Abstract 1400: Reduced Cx43 Expression Reduces Scar Formation After Coronary Ligation

Abstract

Gap junctions mediate cell-to-cell electrical coupling required for synchronized cardiac contraction. They also serve as conduits for exchange of small signaling molecules. Reduction in connexin43 (Cx43), the major gap junction protein in ventricular tissue, likely underlies malignant arrhythmias in infarcted hearts. However, little is known about the role of reduced Cx43 expression in infarct healing. This study was performed to test the hypothesis that reduced expression of Cx43 influences cardiac fibroblast function and wound healing after myocardial infarction (MI). Methods: The left anterior coronary artery was ligated in wild-type (WTs) and Cx43-deficient (Cx43 +/− ) mice studied 6 d later. We quantified infarct size by Masson’s trichrome staining; cell proliferation by bromodeoxyuridine staining; matrix metallo-proteinase (MMP) activity in the noninfarcted, border and infarct regions (IZ) by zymography; myofibroblasts by α-smooth muscle actin (αSMA) immunostaining; and collagen deposition by Picrosirius red staining. Results: 6 d post-MI mean infarct size by trichrome staining was not different in Cx43 +/− (46±4%) vs WTs (46±5%). However, significant differences were observed in the Cx43 +/− infarcts. The area of unresorbed necrotic myocardium in the IZ was larger (p<0.01) in Cx43 +/− (40±11%, n=12) vs WTs (17±8%, n=6).

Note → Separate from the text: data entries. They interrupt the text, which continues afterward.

//! Engine tuning parameters.
//!
//! Every weight, penalty, and window size the engine uses lives here as a
//! field on [`EngineConfig`], so hosts can ship tuned values (for example
//! from a remote-config blob) without recompiling. `Default` carries the
//! shipped tuning.

use anyhow::{Context, Result};
use serde::{Deserialize, Serialize};

/// Immutable tuning parameters for scoring, selection, and diversity.
///
/// Weights sum to well under 1 on top of the 0.5 base so composite scores
/// stay boundable before the final clamp.
#[derive(Debug, Clone, PartialEq, Serialize, Deserialize)]
#[serde(default)]
pub struct EngineConfig {
    /// Weight of the blended like/completion preference signal.
    pub preference_weight: f64,
    /// Weight of the seed-song transition likelihood.
    pub transition_weight: f64,
    /// Weight of the staleness bonus for songs not heard in a while.
    pub recency_weight: f64,
    /// Multiplier applied to a song's skip rate as a penalty.
    pub skip_penalty_factor: f64,
    /// Flat penalty for songs on the caller's recently-played list.
    pub recent_play_penalty: f64,
    /// Flat penalty for an artist already in the rolling window.
    pub same_artist_penalty: f64,
    /// Half-life, in days, of the staleness curve.
    pub recency_half_life_days: f64,
    /// Size of the rolling recent-artist window.
    pub max_recent_artists: usize,
    /// Probability of bypassing scoring for a uniform exploratory pick.
    pub exploration_rate: f64,
    /// How many preference records to pull per build.
    pub preference_fetch_limit: usize,
    /// How many continuations to pull from the transition model per build.
    pub transition_fetch_limit: usize,
}

impl Default for EngineConfig {
    fn default() -> Self {
        Self {
            preference_weight: 0.20,
            transition_weight: 0.35,
            recency_weight: 0.10,
            skip_penalty_factor: 0.5,
            recent_play_penalty: 0.3,
            same_artist_penalty: 0.4,
            recency_half_life_days: 7.0,
            max_recent_artists: 3,
            exploration_rate: 0.15,
            preference_fetch_limit: 500,
            transition_fetch_limit: 50,
        }
    }
}

impl EngineConfig {
    /// Parse a config from a JSON blob, filling missing fields from the
    /// defaults.
    ///
    /// # Errors
    ///
    /// Returns an error if the blob is not valid JSON for this shape.
    pub fn from_json_str(json: &str) -> Result<Self> {
        serde_json::from_str(json).context("Failed to parse engine config JSON")
    }

    /// Exploration rate clamped to a valid probability. Out-of-range
    /// tuning values from a host blob should degrade, not misbehave.
    #[must_use]
    pub fn exploration_probability(&self) -> f64 {
        self.exploration_rate.clamp(0.0, 1.0)
    }
}

#[cfg(test)]
mod tests {
    use super::*;

    #[test]
    fn defaults_match_shipped_tuning() {
        let cfg = EngineConfig::default();
        assert!((cfg.preference_weight - 0.20).abs() < 1e-12);
        assert!((cfg.transition_weight - 0.35).abs() < 1e-12);
        assert!((cfg.recency_weight - 0.10).abs() < 1e-12);
        assert!((cfg.same_artist_penalty - 0.4).abs() < 1e-12);
        assert_eq!(cfg.max_recent_artists, 3);
        assert!((cfg.exploration_rate - 0.15).abs() < 1e-12);
    }

    #[test]
    fn partial_json_falls_back_to_defaults() {
        let cfg = EngineConfig::from_json_str(r#"{"exploration_rate": 0.4}"#).unwrap();
        assert!((cfg.exploration_rate - 0.4).abs() < 1e-12);
        assert!((cfg.transition_weight - 0.35).abs() < 1e-12);
    }

    #[test]
    fn invalid_json_is_an_error() {
        assert!(EngineConfig::from_json_str("not json").is_err());
    }

    #[test]
    fn exploration_probability_is_clamped() {
        let cfg = EngineConfig {
            exploration_rate: 3.0,
            ..Default::default()
        };
        assert_eq!(cfg.exploration_probability(), 1.0);
        let cfg = EngineConfig {
            exploration_rate: -0.5,
            ..Default::default()
        };
        assert_eq!(cfg.exploration_probability(), 0.0);
    }

    #[test]
    fn json_round_trip_preserves_tuning() {
        let cfg = EngineConfig {
            recency_half_life_days: 14.0,
            ..Default::default()
        };
        let json = serde_json::to_string(&cfg).unwrap();
        let back = EngineConfig::from_json_str(&json).unwrap();
        assert_eq!(cfg, back);
    }
}
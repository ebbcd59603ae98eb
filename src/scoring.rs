//! Composite candidate scoring.
//!
//! One bounded score per candidate, blending the user's preference signal,
//! the transition likelihood from the seed song, staleness, and diversity
//! penalties. The function is total: absent data skips its term, and the
//! result is always clamped to [0, 1].

use crate::config::EngineConfig;
use crate::model::{PreferenceRecord, Song, SongId};
use std::collections::{HashSet, VecDeque};

const MS_PER_DAY: f64 = 86_400_000.0;

/// Implicit-feedback confidence weights: completion, non-skip, play volume.
const CONFIDENCE_ALPHA: f64 = 0.5;
const CONFIDENCE_BETA: f64 = 0.3;
const CONFIDENCE_GAMMA: f64 = 0.2;

/// Rolling diversity state a candidate is scored against. Borrowed from the
/// build in progress; scoring never mutates it.
#[derive(Debug)]
pub struct ScoringContext<'a> {
    /// Artists of the most recently queued songs, newest last.
    pub recent_artists: &'a VecDeque<String>,
    /// Hard avoidance list supplied by the caller.
    pub recently_played: &'a HashSet<SongId>,
    /// Wall-clock capture from the start of the build, epoch ms.
    pub now_ms: u64,
}

/// Score one candidate against the current build state.
///
/// Centered at 0.5 so the individual terms push the score up or down from
/// a neutral midpoint:
///
/// ```text
/// score = 0.5
///       + blended preference            [preference present]
///       - skip rate penalty             [preference present]
///       + transition * transition_weight
///       - recent-play penalty           [id on the avoidance list]
///       + staleness * recency_weight    [last_played_at present]
///       - same-artist penalty           [artist in the rolling window]
/// ```
///
/// `transition_score` is expected pre-normalized to [0, 1]; the final
/// clamp keeps the result bounded regardless.
#[must_use]
pub fn score_candidate(
    song: &Song,
    preference: Option<&PreferenceRecord>,
    transition_score: f64,
    ctx: &ScoringContext<'_>,
    cfg: &EngineConfig,
) -> f64 {
    let mut score = 0.5;

    if let Some(pref) = preference {
        // like_score maps [-1, 1] onto [0, 1] before blending.
        let preference_score = (pref.like_score + 1.0) / 2.0;
        let completion_score = pref.avg_completion_rate;
        score += (preference_score * 0.5 + completion_score * 0.5) * cfg.preference_weight;
        score -= pref.skip_rate() * cfg.skip_penalty_factor;

        if let Some(last_played) = pref.last_played_at {
            if cfg.recency_half_life_days > 0.0 {
                let days_since = (ctx.now_ms.saturating_sub(last_played)) as f64 / MS_PER_DAY;
                let recency_decay = 1.0 - (-days_since / cfg.recency_half_life_days).exp();
                score += recency_decay * cfg.recency_weight;
            }
        }
    }

    score += transition_score * cfg.transition_weight;

    if ctx.recently_played.contains(&song.id) {
        score -= cfg.recent_play_penalty;
    }

    if ctx.recent_artists.contains(&song.artist) {
        score -= cfg.same_artist_penalty;
    }

    let score = score.clamp(0.0, 1.0);
    log::trace!("Scored `{}' at {:.3}", song.id, score);
    score
}

/// How much the preference signal for a song can be trusted, from implicit
/// feedback alone: completion rate, inverted skip rate, and play volume
/// (saturating around 100 plays). Clamped to [0.3, 0.95] so a brand-new
/// song is never fully distrusted and a worn favorite never fully trusted.
#[must_use]
pub fn preference_confidence(pref: &PreferenceRecord) -> f64 {
    let normalized_plays = (f64::from(pref.play_count) / 100.0).min(1.0);
    let raw = CONFIDENCE_ALPHA * pref.avg_completion_rate
        + CONFIDENCE_BETA * (1.0 - pref.skip_rate())
        + CONFIDENCE_GAMMA * normalized_plays;
    raw.clamp(0.3, 0.95)
}
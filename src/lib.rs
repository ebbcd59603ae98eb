//! Adaptive queue generation for music players ("intelligent shuffle").
//!
//! Given a catalog of songs, per-song listening statistics, and
//! song-to-song transition statistics, Cadence builds an ordered playback
//! queue that feels personalized without becoming repetitive, and can
//! produce a replacement queue mid-playback when skip behavior signals
//! dissatisfaction.
//!
//! Core modules:
//! - [`scoring`] - Composite candidate scoring (preference, transitions,
//!   staleness, diversity penalties)
//! - [`selector`] - Weighted random selection with a starvation floor
//! - [`queue`] - Queue construction state machine (intelligent queue,
//!   bag shuffle, mid-playback reshuffle)
//! - [`adapt`] - Skip-pattern reaction (diversity rebuilds)
//!
//! ### Supporting Modules
//!
//! - [`model`] - Value types shared with the host
//! - [`store`] - Collaborator traits plus in-memory implementations
//! - [`config`] - Tuning parameters with shipped defaults
//!
//! ## Quick Start Example
//!
//! ```
//! use cadence::{
//!     EngineConfig, InMemoryPreferenceStore, InMemoryTransitionModel,
//!     PreferenceRecord, QueueGenerator, Song,
//! };
//!
//! let songs = vec![
//!     Song::new("s1", "So What", "Miles Davis").with_genre("Jazz"),
//!     Song::new("s2", "Freddie Freeloader", "Miles Davis").with_genre("Jazz"),
//!     Song::new("s3", "Paranoid Android", "Radiohead").with_genre("Rock"),
//! ];
//!
//! let mut prefs = InMemoryPreferenceStore::default();
//! prefs.insert("s1", PreferenceRecord {
//!     like_score: 0.8,
//!     avg_completion_rate: 0.9,
//!     play_count: 40,
//!     skip_count: 2,
//!     last_played_at: None,
//! });
//!
//! let mut transitions = InMemoryTransitionModel::default();
//! transitions.add_transition("s1", "s2", 0.7);
//!
//! let mut generator = QueueGenerator::seeded(EngineConfig::default(), 42);
//! let queue = generator
//!     .generate_intelligent_queue(&songs, &[], Some("s1"), 3, &prefs, &transitions)
//!     .unwrap();
//!
//! assert_eq!(queue[0].id, "s1"); // currently playing anchor
//! assert_eq!(queue.len(), 3);
//! ```
//!
//! ## Design
//!
//! The engine is synchronous, pure computation over inputs materialized
//! before the call: collaborator data is pulled once per build, all build
//! state lives in a per-call [`queue::QueueBuild`], and nothing persists
//! between invocations. Missing data (no preference record, unknown
//! transition seed) is a normal condition with a neutral fallback, never an
//! error; the only `Err` a build returns is a propagated collaborator
//! failure. Randomness is injected, not ambient: seed the generator for
//! reproducible queues, or construct it from entropy for production.
//!
//! Cooperative cancellation: drive the loop yourself with
//! [`QueueGenerator::begin_build`] and [`QueueGenerator::advance`]; each
//! step appends one song and is a natural abort point.

pub mod adapt;
pub mod config;
pub mod model;
pub mod queue;
pub mod scoring;
pub mod selector;
pub mod store;

pub use config::EngineConfig;
pub use model::{PreferenceRecord, SkipPattern, Song, SongId, TransitionScore};
pub use queue::{QueueBuild, QueueGenerator};
pub use store::{
    InMemoryPreferenceStore, InMemoryTransitionModel, PreferenceStore, TransitionModel,
};
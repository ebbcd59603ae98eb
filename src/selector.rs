//! Weighted random selection over scored candidates.
//!
//! Classic roulette wheel with one twist: scores are shifted so the lowest
//! weight is exactly [`MIN_SELECTION_WEIGHT`], which keeps every candidate
//! selectable no matter how badly it scored. Disliked songs get rare, not
//! extinct.

use rand::Rng;

/// Weight floor after the positivity shift.
pub const MIN_SELECTION_WEIGHT: f64 = 0.01;

/// Pick one entry from `scored` (pairs of caller-side index and raw score)
/// and return its index. O(n) per draw; candidate pools are bounded by the
/// catalog, so a prefix-sum structure would be overkill.
///
/// Returns `None` only for an empty slice.
#[must_use]
pub fn select_weighted<R: Rng + ?Sized>(scored: &[(usize, f64)], rng: &mut R) -> Option<usize> {
    if scored.is_empty() {
        return None;
    }

    let min = scored
        .iter()
        .map(|&(_, score)| score)
        .fold(f64::INFINITY, f64::min);
    let shift = MIN_SELECTION_WEIGHT - min;
    let total: f64 = scored.iter().map(|&(_, score)| score + shift).sum();

    let mut remainder = rng.gen_range(0.0..total);
    for &(index, score) in scored {
        remainder -= score + shift;
        if remainder <= 0.0 {
            return Some(index);
        }
    }

    // Floating-point slack can leave a hair of remainder after the walk.
    scored.last().map(|&(index, _)| index)
}
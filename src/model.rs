use std::fmt;

use serde::{Deserialize, Serialize};
use ulid::Ulid;

/// Discrete time unit a table is held for (one hour).
pub type Slot = u32;

/// An allocatable table with a fixed seat count.
#[derive(Debug, Clone, PartialEq, Eq, Serialize, Deserialize)]
pub struct Resource {
    pub id: String,
    pub capacity: u32,
}

impl Resource {
    pub fn new(id: impl Into<String>, capacity: u32) -> Self {
        Self {
            id: id.into(),
            capacity,
        }
    }

    pub fn fits(&self, size: u32) -> bool {
        self.capacity >= size
    }
}

/// A committed reservation. `(slot, resource_id)` is unique across live records.
#[derive(Debug, Clone, PartialEq, Eq, Serialize, Deserialize)]
pub struct AllocationRecord {
    /// Generated by the engine per commit attempt.
    pub id: Ulid,
    pub slot: Slot,
    pub resource_id: String,
    /// Party size.
    pub size: u32,
}

impl AllocationRecord {
    pub fn new(slot: Slot, resource_id: impl Into<String>, size: u32) -> Self {
        Self {
            id: Ulid::new(),
            slot,
            resource_id: resource_id.into(),
            size,
        }
    }
}

impl fmt::Display for AllocationRecord {
    fn fmt(&self, f: &mut fmt::Formatter<'_>) -> fmt::Result {
        write!(
            f,
            "reservation {} (slot {}, table {}, {} seated)",
            self.id, self.slot, self.resource_id, self.size
        )
    }
}

#[derive(Debug, Clone, Copy, PartialEq, Eq, Serialize, Deserialize)]
pub struct AllocationRequest {
    pub slot: Slot,
    pub size: u32,
}

impl AllocationRequest {
    pub fn new(slot: Slot, size: u32) -> Self {
        Self { slot, size }
    }
}

/// Why a request did not produce a reservation.
#[derive(Debug, Clone, Copy, PartialEq, Eq)]
pub enum AllocationFailure {
    /// No free table at the slot seats the party. Never retried.
    NoCapacity,
    /// Every commit attempt lost to a concurrent writer.
    Contention,
    /// The request is outside the accepted limits.
    Rejected(&'static str),
}

impl AllocationFailure {
    pub fn label(&self) -> &'static str {
        match self {
            AllocationFailure::NoCapacity => "no_capacity",
            AllocationFailure::Contention => "contention",
            AllocationFailure::Rejected(_) => "rejected",
        }
    }
}

impl fmt::Display for AllocationFailure {
    fn fmt(&self, f: &mut fmt::Formatter<'_>) -> fmt::Result {
        match self {
            AllocationFailure::NoCapacity => write!(f, "no free table large enough"),
            AllocationFailure::Contention => {
                write!(f, "gave up after repeated conflicting commits")
            }
            AllocationFailure::Rejected(reason) => write!(f, "rejected: {reason}"),
        }
    }
}

#[derive(Debug, Clone, PartialEq, Eq)]
pub enum AllocationOutcome {
    Allocated(AllocationRecord),
    Failed(AllocationFailure),
}

impl AllocationOutcome {
    pub fn record(&self) -> Option<&AllocationRecord> {
        match self {
            AllocationOutcome::Allocated(record) => Some(record),
            AllocationOutcome::Failed(_) => None,
        }
    }

    pub fn failure(&self) -> Option<AllocationFailure> {
        match self {
            AllocationOutcome::Allocated(_) => None,
            AllocationOutcome::Failed(reason) => Some(*reason),
        }
    }

    pub fn label(&self) -> &'static str {
        match self {
            AllocationOutcome::Allocated(_) => "reserved",
            AllocationOutcome::Failed(reason) => reason.label(),
        }
    }
}

#[derive(Debug, Clone, PartialEq, Eq)]
pub struct FailedRequest {
    pub request: AllocationRequest,
    pub reason: AllocationFailure,
}

/// Result of a batch: every request lands in exactly one list, in input order.
#[derive(Debug, Clone, Default, PartialEq, Eq)]
pub struct BatchOutcome {
    pub succeeded: Vec<AllocationRecord>,
    pub failed: Vec<FailedRequest>,
}

impl BatchOutcome {
    pub fn len(&self) -> usize {
        self.succeeded.len() + self.failed.len()
    }

    pub fn is_empty(&self) -> bool {
        self.len() == 0
    }
}

/// Durable log record. Flat, one per store mutation.
#[derive(Debug, Clone, PartialEq, Eq, Serialize, Deserialize)]
pub enum Event {
    AllocationCommitted {
        record: AllocationRecord,
    },
    AllocationCancelled {
        id: Ulid,
        slot: Slot,
        resource_id: String,
    },
}

impl Event {
    pub fn slot(&self) -> Slot {
        match self {
            Event::AllocationCommitted { record } => record.slot,
            Event::AllocationCancelled { slot, .. } => *slot,
        }
    }
}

Fibroblast proliferation in the IZ was increased (p<0.05) in Cx43 +/− (6.1±0.5%, n=4) vs WTs (4.1±0.7%, n=5), and activated MMP-2 was increased even more (p< 0.05) in the IZ of Cx43 +/− (40±6 relative density units, n=5) vs WTs (29±4 units, n=3) consistent with enhanced fibroblast proliferation. On the other hand, transformation to myofibroblasts in the IZ was diminished as reflected by reduced (p<0.01) αSMA-positive immunostaining in Cx43 +/− (32±16%, n=6) vs WTs (57±5%, n=12), and collagen deposition in the IZ was less (p<0.01) in Cx43 +/− (36±6%, n=6) vs WTs (50±13%, n=8) consistent with fewer myofibroblasts. Conclusion: Reduced Cx43 expression increases fibroblast proliferation and MMP activity, and reduces myofibro-blasts and collagen deposition indicating that remodeling of Cx43 can influence fibroblast function and delay scar formation and cardiac wound healing after MI.